*Source material:*
//! Algolab CLI - drivers for the sorting, routing, packing and scheduling engines.
//!
//! Each subcommand loads or prompts for its input, runs one engine and prints
//! the result as a table or as JSON.

mod commands;
mod input;
mod output;

use std::path::PathBuf;

use algolab_core::Config;
use clap::{Parser, Subcommand, ValueEnum};

use crate::input::{BoatItemArg, ConflictArg, ItemArg};

/// Classical algorithm drivers.
///
/// Sort order exports and movie lists, route traffic to the nearest hospital,
/// pack relief trucks and boats, and schedule exam slots.
#[derive(Parser)]
#[command(name = "algolab")]
#[command(author, version, about, long_about = None)]
struct Cli {
    #[command(subcommand)]
    command: Commands,

    /// Output format
    #[arg(long, global = true, default_value = "table")]
    format: OutputFormat,

    /// Suppress progress and info messages
    #[arg(long, short, global = true)]
    quiet: bool,

    /// Enable verbose debug logging
    #[arg(long, short, global = true)]
    verbose: bool,
}

/// Output format options.
#[derive(Clone, Copy, ValueEnum, Default)]
enum OutputFormat {
    /// Human-readable table format
    #[default]
    Table,
    /// Machine-readable JSON format
    Json,
}

/// Available commands.
#[derive(Subcommand)]
enum Commands {
    /// Sort order rows by timestamp (stable merge sort)
    Orders {
        /// Path to the orders CSV
        path: PathBuf,

        /// Number of rows to show
        #[arg(long)]
        limit: Option<usize>,
    },

    /// Rank movies by rating, year or popularity (quicksort)
    Movies {
        /// Path to the movies CSV
        path: PathBuf,

        /// Sort key (rating, year, popularity); prompts when omitted
        #[arg(long)]
        by: Option<String>,

        /// Number of movies to show
        #[arg(long)]
        limit: Option<usize>,
    },

    /// Route an ambulance to the nearest hospital before and after a traffic jam
    Traffic {
        /// Write a DOT file per phase into this directory
        #[arg(long)]
        dot_dir: Option<PathBuf>,
    },

    /// Pack one truck (0/1 knapsack with critical bonus)
    Knapsack {
        /// Truck capacity in kg; prompts when omitted
        #[arg(long)]
        capacity: Option<usize>,

        /// Item as name:weight:utility[:critical]; prompts when omitted
        #[arg(long = "item")]
        items: Vec<ItemArg>,

        /// Utility added to critical items
        #[arg(long)]
        bonus: Option<u64>,
    },

    /// Load several trucks in turn from one pool of items
    Trucks {
        /// Capacity of each truck, in loading order
        #[arg(long = "capacity", required = true)]
        capacities: Vec<usize>,

        /// Item as name:weight:utility[:critical]; prompts when omitted
        #[arg(long = "item")]
        items: Vec<ItemArg>,

        /// Utility added to critical items
        #[arg(long)]
        bonus: Option<u64>,
    },

    /// Load a boat with divisible and indivisible goods (fractional knapsack)
    Boat {
        /// Boat capacity in kg; prompts when omitted
        #[arg(long)]
        capacity: Option<f64>,

        /// Item as name:weight:value[:y|n] (divisible flag); prompts when omitted
        #[arg(long = "item")]
        items: Vec<BoatItemArg>,
    },

    /// Assign exam slots to courses (greedy coloring)
    Slots {
        /// Number of courses
        #[arg(long)]
        courses: Option<usize>,

        /// Conflicting course pair as u-v
        #[arg(long = "conflict")]
        conflicts: Vec<ConflictArg>,
    },
}

fn main() {
    let cli = Cli::parse();

    // Set up logging based on verbosity
    if cli.verbose {
        tracing_subscriber::fmt()
            .with_max_level(tracing::Level::DEBUG)
            .with_writer(std::io::stderr)
            .init();
    } else if !cli.quiet {
        tracing_subscriber::fmt()
            .with_max_level(tracing::Level::INFO)
            .with_writer(std::io::stderr)
            .init();
    }

    let config = Config::default();
    let result = match cli.command {
        Commands::Orders { path, limit } => {
            let config = match limit {
                Some(n) => config.with_top_n(n),
                None => config,
            };
            commands::orders::run(&path, &config, cli.format, cli.quiet)
        }
        Commands::Movies { path, by, limit } => {
            let config = match limit {
                Some(n) => config.with_top_n(n),
                None => config,
            };
            commands::movies::run(&path, by.as_deref(), &config, cli.format, cli.quiet)
        }
        Commands::Traffic { dot_dir } => {
            commands::traffic::run(dot_dir.as_deref(), &config, cli.format, cli.quiet)
        }
        Commands::Knapsack {
            capacity,
            items,
            bonus,
        } => {
            let config = match bonus {
                Some(b) => config.with_critical_bonus(b),
                None => config,
            };
            commands::knapsack::run(capacity, items, &config, cli.format, cli.quiet)
        }
        Commands::Trucks {
            capacities,
            items,
            bonus,
        } => {
            let config = match bonus {
                Some(b) => config.with_critical_bonus(b),
                None => config,
            };
            commands::trucks::run(&capacities, items, &config, cli.format, cli.quiet)
        }
        Commands::Boat { capacity, items } => {
            commands::boat::run(capacity, items, cli.format, cli.quiet)
        }
        Commands::Slots { courses, conflicts } => {
            commands::slots::run(courses, &conflicts, cli.format, cli.quiet)
        }
    };

    if let Err(e) = result {
        eprintln!("Error: {e:#}");
        std::process::exit(1);
    }
}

*What is required:* Please output the full listing, keeping every character the same.

*Problem solution:*
//! Algolab CLI - drivers for the sorting, routing, packing and scheduling engines.
//!
//! Each subcommand loads or prompts for its input, runs one engine and prints
//! the result as a table or as JSON.

mod commands;
mod input;
mod output;

use std::path::PathBuf;

use algolab_core::Config;
use clap::{Parser, Subcommand, ValueEnum};

use crate::input::{BoatItemArg, ConflictArg, ItemArg};

/// Classical algorithm drivers.
///
/// Sort order exports and movie lists, route traffic to the nearest hospital,
/// pack relief trucks and boats, and schedule exam slots.
#[derive(Parser)]
#[command(name = "algolab")]
#[command(author, version, about, long_about = None)]
struct Cli {
    #[command(subcommand)]
    command: Commands,

    /// Output format
    #[arg(long, global = true, default_value = "table")]
    format: OutputFormat,

    /// Suppress progress and info messages
    #[arg(long, short, global = true)]
    quiet: bool,

    /// Enable verbose debug logging
    #[arg(long, short, global = true)]
    verbose: bool,
}

/// Output format options.
#[derive(Clone, Copy, ValueEnum, Default)]
enum OutputFormat {
    /// Human-readable table format
    #[default]
    Table,
    /// Machine-readable JSON format
    Json,
}

/// Available commands.
#[derive(Subcommand)]
enum Commands {
    /// Sort order rows by timestamp (stable merge sort)
    Orders {
        /// Path to the orders CSV
        path: PathBuf,

        /// Number of rows to show
        #[arg(long)]
        limit: Option<usize>,
    },

    /// Rank movies by rating, year or popularity (quicksort)
    Movies {
        /// Path to the movies CSV
        path: PathBuf,

        /// Sort key (rating, year, popularity); prompts when omitted
        #[arg(long)]
        by: Option<String>,

        /// Number of movies to show
        #[arg(long)]
        limit: Option<usize>,
    },

    /// Route an ambulance to the nearest hospital before and after a traffic jam
    Traffic {
        /// Write a DOT file per phase into this directory
        #[arg(long)]
        dot_dir: Option<PathBuf>,
    },

    /// Pack one truck (0/1 knapsack with critical bonus)
    Knapsack {
        /// Truck capacity in kg; prompts when omitted
        #[arg(long)]
        capacity: Option<usize>,

        /// Item as name:weight:utility[:critical]; prompts when omitted
        #[arg(long = "item")]
        items: Vec<ItemArg>,

        /// Utility added to critical items
        #[arg(long)]
        bonus: Option<u64>,
    },

    /// Load several trucks in turn from one pool of items
    Trucks {
        /// Capacity of each truck, in loading order
        #[arg(long = "capacity", required = true)]
        capacities: Vec<usize>,

        /// Item as name:weight:utility[:critical]; prompts when omitted
        #[arg(long = "item")]
        items: Vec<ItemArg>,

        /// Utility added to critical items
        #[arg(long)]
        bonus: Option<u64>,
    },

    /// Load a boat with divisible and indivisible goods (fractional knapsack)
    Boat {
        /// Boat capacity in kg; prompts when omitted
        #[arg(long)]
        capacity: Option<f64>,

        /// Item as name:weight:value[:y|n] (divisible flag); prompts when omitted
        #[arg(long = "item")]
        items: Vec<BoatItemArg>,
    },

    /// Assign exam slots to courses (greedy coloring)
    Slots {
        /// Number of courses
        #[arg(long)]
        courses: Option<usize>,

        /// Conflicting course pair as u-v
        #[arg(long = "conflict")]
        conflicts: Vec<ConflictArg>,
    },
}

fn main() {
    let cli = Cli::parse();

    // Set up logging based on verbosity
    if cli.verbose {
        tracing_subscriber::fmt()
            .with_max_level(tracing::Level::DEBUG)
            .with_writer(std::io::stderr)
            .init();
    } else if !cli.quiet {
        tracing_subscriber::fmt()
            .with_max_level(tracing::Level::INFO)
            .with_writer(std::io::stderr)
            .init();
    }

    let config = Config::default();
    let result = match cli.command {
        Commands::Orders { path, limit } => {
            let config = match limit {
                Some(n) => config.with_top_n(n),
                None => config,
            };
            commands::orders::run(&path, &config, cli.format, cli.quiet)
        }
        Commands::Movies { path, by, limit } => {
            let config = match limit {
                Some(n) => config.with_top_n(n),
                None => config,
            };
            commands::movies::run(&path, by.as_deref(), &config, cli.format, cli.quiet)
        }
        Commands::Traffic { dot_dir } => {
            commands::traffic::run(dot_dir.as_deref(), &config, cli.format, cli.quiet)
        }
        Commands::Knapsack {
            capacity,
            items,
            bonus,
        } => {
            let config = match bonus {
                Some(b) => config.with_critical_bonus(b),
                None => config,
            };
            commands::knapsack::run(capacity, items, &config, cli.format, cli.quiet)
        }
        Commands::Trucks {
            capacities,
            items,
            bonus,
        } => {
            let config = match bonus {
                Some(b) => config.with_critical_bonus(b),
                None => config,
            };
            commands::trucks::run(&capacities, items, &config, cli.format, cli.quiet)
        }
        Commands::Boat { capacity, items } => {
            commands::boat::run(capacity, items, cli.format, cli.quiet)
        }
        Commands::Slots { courses, conflicts } => {
            commands::slots::run(courses, &conflicts, cli.format, cli.quiet)
        }
    };

    if let Err(e) = result {
        eprintln!("Error: {e:#}");
        std::process::exit(1);
    }
}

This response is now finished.